Les fragments autobiographiques ont carrément impulsé cet essai! J’avais exploré ce style grâce aux chroniques « WAGS moi non plus » que j’ai tenues pour le magazine Urbania en 2019, et dans lesquelles j’examinais mes craintes ainsi que mes tiraillements éthiques, féministes et politiques vis-à-vis de la NFL et de la culture du Midwest. Mon objectif était de faire des ponts, d’expliquer, de comprendre. D’une certaine façon, Hors jeu prolonge le même souhait. Il lève le voile sur les coulisses du sport, mais simultanément traite de ma double posture « arts et sports » : historienne de l’art à Montréal, compagne d’un joueur à Kansas City, et le sentiment d’imposture qui m’a longtemps tenaillée alors que je ne me sentais jamais tout à fait à l’intérieur ni à l’extérieur des scènes que j’investissais.
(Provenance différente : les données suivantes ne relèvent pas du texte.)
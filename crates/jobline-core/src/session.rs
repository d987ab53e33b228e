//! The persisted session record and the mutations that may change it.
//!
//! Every change to a session, whether it comes from an assistant tool call or
//! a manual browser control, is expressed as a [`Mutation`] and applied
//! through the store's compare-and-set loop. Nothing else writes session
//! state.

use chrono::{DateTime, Utc};
use serde::{Deserialize, Serialize};
use serde_json::Value;
use thiserror::Error;

use crate::ids::SessionId;
use crate::snapshot::{StateSnapshot, StatusBanner};

/// Current on-store schema version of [`Session`].
pub const SCHEMA_VERSION: u32 = 1;
/// Maximum number of search results kept in session state.
pub const MAX_RESULTS: usize = 5;
/// Rolling transcript length.
pub const MAX_TRANSCRIPT_ENTRIES: usize = 50;

// ─────────────────────────────────────────────────────────────────────────────
// Record
// ─────────────────────────────────────────────────────────────────────────────

/// Which pane the UI shows.
#[derive(Clone, Copy, Debug, Default, PartialEq, Eq, Serialize, Deserialize)]
#[serde(rename_all = "lowercase")]
pub enum ViewMode {
    #[default]
    Search,
    Detail,
}

/// The last executed search.
#[derive(Clone, Debug, PartialEq, Serialize, Deserialize)]
pub struct SearchState {
    pub query: String,
    #[serde(default)]
    pub country: Option<String>,
    #[serde(default)]
    pub results: Vec<Value>,
    #[serde(default)]
    pub total_count: u64,
}

/// A transient banner. Stored with its start time so every reader computes
/// the same countdown.
#[derive(Clone, Debug, PartialEq, Serialize, Deserialize)]
pub struct StatusMessage {
    pub text: String,
    pub set_at: DateTime<Utc>,
    pub duration_secs: u64,
}

impl StatusMessage {
    /// Whole seconds left before the banner lapses, rounded up.
    /// `None` once it has lapsed.
    pub fn remaining_seconds(&self, now: DateTime<Utc>) -> Option<u64> {
        let elapsed_ms = (now - self.set_at).num_milliseconds().max(0);
        let total_ms = i64::try_from(self.duration_secs.saturating_mul(1000)).unwrap_or(i64::MAX);
        let left_ms = total_ms - elapsed_ms;
        if left_ms <= 0 {
            return None;
        }
        u64::try_from((left_ms + 999) / 1000).ok()
    }
}

#[derive(Clone, Copy, Debug, PartialEq, Eq, Serialize, Deserialize)]
#[serde(rename_all = "lowercase")]
pub enum Speaker {
    User,
    Assistant,
}

#[derive(Clone, Debug, PartialEq, Serialize, Deserialize)]
pub struct TranscriptEntry {
    pub role: Speaker,
    pub text: String,
    pub at: DateTime<Utc>,
}

/// A conversation's durable state.
#[derive(Clone, Debug, PartialEq, Serialize, Deserialize)]
pub struct Session {
    pub schema_version: u32,
    pub id: SessionId,
    pub created_at: DateTime<Utc>,
    pub last_activity: DateTime<Utc>,
    #[serde(default)]
    pub search_state: Option<SearchState>,
    #[serde(default)]
    pub current_job: Option<Value>,
    #[serde(default)]
    pub view_mode: ViewMode,
    #[serde(default)]
    pub status_message: Option<StatusMessage>,
    #[serde(default)]
    pub transcript: Vec<TranscriptEntry>,
}

/// A session together with the store version it was read at.
#[derive(Clone, Debug, PartialEq)]
pub struct VersionedSession {
    pub version: u64,
    pub session: Session,
}

impl VersionedSession {
    pub fn snapshot(&self, now: DateTime<Utc>) -> StateSnapshot {
        self.session.snapshot(self.version, now)
    }
}

/// Failure to decode a stored session body.
#[derive(Debug, Error)]
pub enum DecodeError {
    #[error("invalid session JSON: {0}")]
    Json(#[from] serde_json::Error),
    #[error("unsupported session schema version {0}")]
    UnsupportedSchema(u32),
}

impl Session {
    /// A fresh, empty session.
    pub fn new(id: SessionId, now: DateTime<Utc>) -> Self {
        Self {
            schema_version: SCHEMA_VERSION,
            id,
            created_at: now,
            last_activity: now,
            search_state: None,
            current_job: None,
            view_mode: ViewMode::Search,
            status_message: None,
            transcript: Vec::new(),
        }
    }

    /// Decode a stored body, rejecting unknown schema versions.
    pub fn decode(body: &str) -> Result<Self, DecodeError> {
        let mut session: Session = serde_json::from_str(body)?;
        if session.schema_version != SCHEMA_VERSION {
            return Err(DecodeError::UnsupportedSchema(session.schema_version));
        }
        session.normalize();
        Ok(session)
    }

    pub fn encode(&self) -> serde_json::Result<String> {
        serde_json::to_string(self)
    }

    /// Restore `view_mode = detail ⇒ current_job != null`.
    pub fn normalize(&mut self) {
        if self.view_mode == ViewMode::Detail && self.current_job.is_none() {
            self.view_mode = ViewMode::Search;
        }
    }

    /// Full UI-relevant state at `version`.
    pub fn snapshot(&self, version: u64, now: DateTime<Utc>) -> StateSnapshot {
        StateSnapshot {
            session_id: self.id.clone(),
            version,
            search: self.search_state.clone(),
            current_job: self.current_job.clone(),
            view_mode: self.view_mode,
            status_message: self.status_message.as_ref().and_then(|s| {
                s.remaining_seconds(now).map(|remaining_seconds| StatusBanner {
                    text: s.text.clone(),
                    remaining_seconds,
                })
            }),
        }
    }
}

// ─────────────────────────────────────────────────────────────────────────────
// Mutations
// ─────────────────────────────────────────────────────────────────────────────

/// A single state change. Mutations replace whole fields rather than
/// patching them, so replaying one is harmless.
#[derive(Clone, Debug, PartialEq)]
pub enum Mutation {
    SearchCompleted {
        query: String,
        country: Option<String>,
        results: Vec<Value>,
        total_count: u64,
    },
    JobSelected {
        job: Value,
    },
    ShowResults,
    Reset,
    SetStatus {
        text: String,
        duration_secs: u64,
    },
    /// Clear the banner. With `only_if`, only when it currently shows that text.
    ClearStatus {
        only_if: Option<String>,
    },
    AppendTranscript {
        role: Speaker,
        text: String,
    },
}

impl Mutation {
    /// Apply to `session`. Returns whether anything changed.
    pub fn apply(&self, session: &mut Session, now: DateTime<Utc>) -> bool {
        let changed = match self {
            Self::SearchCompleted {
                query,
                country,
                results,
                total_count,
            } => {
                session.search_state = Some(SearchState {
                    query: query.clone(),
                    country: country.clone(),
                    results: results.iter().take(MAX_RESULTS).cloned().collect(),
                    total_count: *total_count,
                });
                session.view_mode = ViewMode::Search;
                true
            }
            Self::JobSelected { job } => {
                session.current_job = Some(job.clone());
                session.view_mode = ViewMode::Detail;
                true
            }
            Self::ShowResults => {
                let changed = session.current_job.is_some() || session.view_mode != ViewMode::Search;
                session.current_job = None;
                session.view_mode = ViewMode::Search;
                changed
            }
            Self::Reset => {
                session.search_state = None;
                session.current_job = None;
                session.view_mode = ViewMode::Search;
                session.status_message = None;
                session.transcript.clear();
                true
            }
            Self::SetStatus {
                text,
                duration_secs,
            } => {
                session.status_message = Some(StatusMessage {
                    text: text.clone(),
                    set_at: now,
                    duration_secs: *duration_secs,
                });
                true
            }
            Self::ClearStatus { only_if } => match (&session.status_message, only_if) {
                (None, _) => false,
                (Some(current), Some(expected)) if &current.text != expected => false,
                _ => {
                    session.status_message = None;
                    true
                }
            },
            Self::AppendTranscript { role, text } => {
                session.transcript.push(TranscriptEntry {
                    role: *role,
                    text: text.clone(),
                    at: now,
                });
                let overflow = session.transcript.len().saturating_sub(MAX_TRANSCRIPT_ENTRIES);
                if overflow > 0 {
                    let _ = session.transcript.drain(..overflow);
                }
                true
            }
        };
        if changed {
            session.last_activity = now;
        }
        changed
    }

    /// Whether observers need a new snapshot after this mutation.
    pub fn is_visible(&self) -> bool {
        !matches!(self, Self::AppendTranscript { .. })
    }

    /// Short name for logs and metrics.
    pub fn kind(&self) -> &'static str {
        match self {
            Self::SearchCompleted { .. } => "search_completed",
            Self::JobSelected { .. } => "job_selected",
            Self::ShowResults => "show_results",
            Self::Reset => "reset",
            Self::SetStatus { .. } => "set_status",
            Self::ClearStatus { .. } => "clear_status",
            Self::AppendTranscript { .. } => "append_transcript",
        }
    }
}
Le déclenchement de ce livre survient en 2014, lorsque mon partenaire de vie, Laurent Duvernay-Tardif, est repêché par les Chiefs de Kansas City, une équipe de la NFL. Ce que j’ai découvert de l’autre côté de la frontière américaine, dans l’enceinte de ce club sélect d’hommes qui jouent au ballon, a profondément changé mon regard sur l’impact du sport dans la lutte pour l’égalité entre les genres. Neuf ans plus tard se profile la fin de la carrière sportive de Laurent. Avant de clore ce chapitre de ma vie, je rêvais de prendre le temps d’approfondir cette incursion dans la NFL pour analyser plus globalement les rôles et responsabilités des sports professionnels à l’égard du féminisme et de la société.

« À la lumière de mes années dans les cercles de la NFL, je réalise la chance que j’ai eu de grandir dans un contexte socioculturel où on m’a dit que je méritais les mêmes droits, les mêmes chances et les mêmes rêves que les hommes; je constate à quel point nous sommes redevables aux féministes québécoises des luttes qu’elles ont livrées et qu’elles livrent encore », écrivez-vous. Vous évoquez notamment au cours de votre essai les autrices que sont Martine Delvaux, bell hook, Roxane Gay, Camille Toffoli, Jennifer Doyle, Sandrine Galand, Béatrice Barbusse, Silvia Federici. Sans elles, votre regard sur l’industrie sportive, voire votre expérience, aurait sans doute été différent. Selon vous, qu’est-ce que votre prise de parole, par la publication de cet ouvrage, ajoute à leurs discours et que dites-vous qui n’avait encore jamais été ainsi soulevé?
Toutes les autrices qui jalonnent l’essai ont façonné mon féminisme durant ces quelques années passées dans les estrades de la NFL. J’admets volontiers que je ne suis ni férue de sports ni spécialiste de théories féministes; j’ai été formée à analyser les productions visuelles et les représentations culturelles qui nous entourent, et c’est avec ce regard-là que je me penche sur le sport.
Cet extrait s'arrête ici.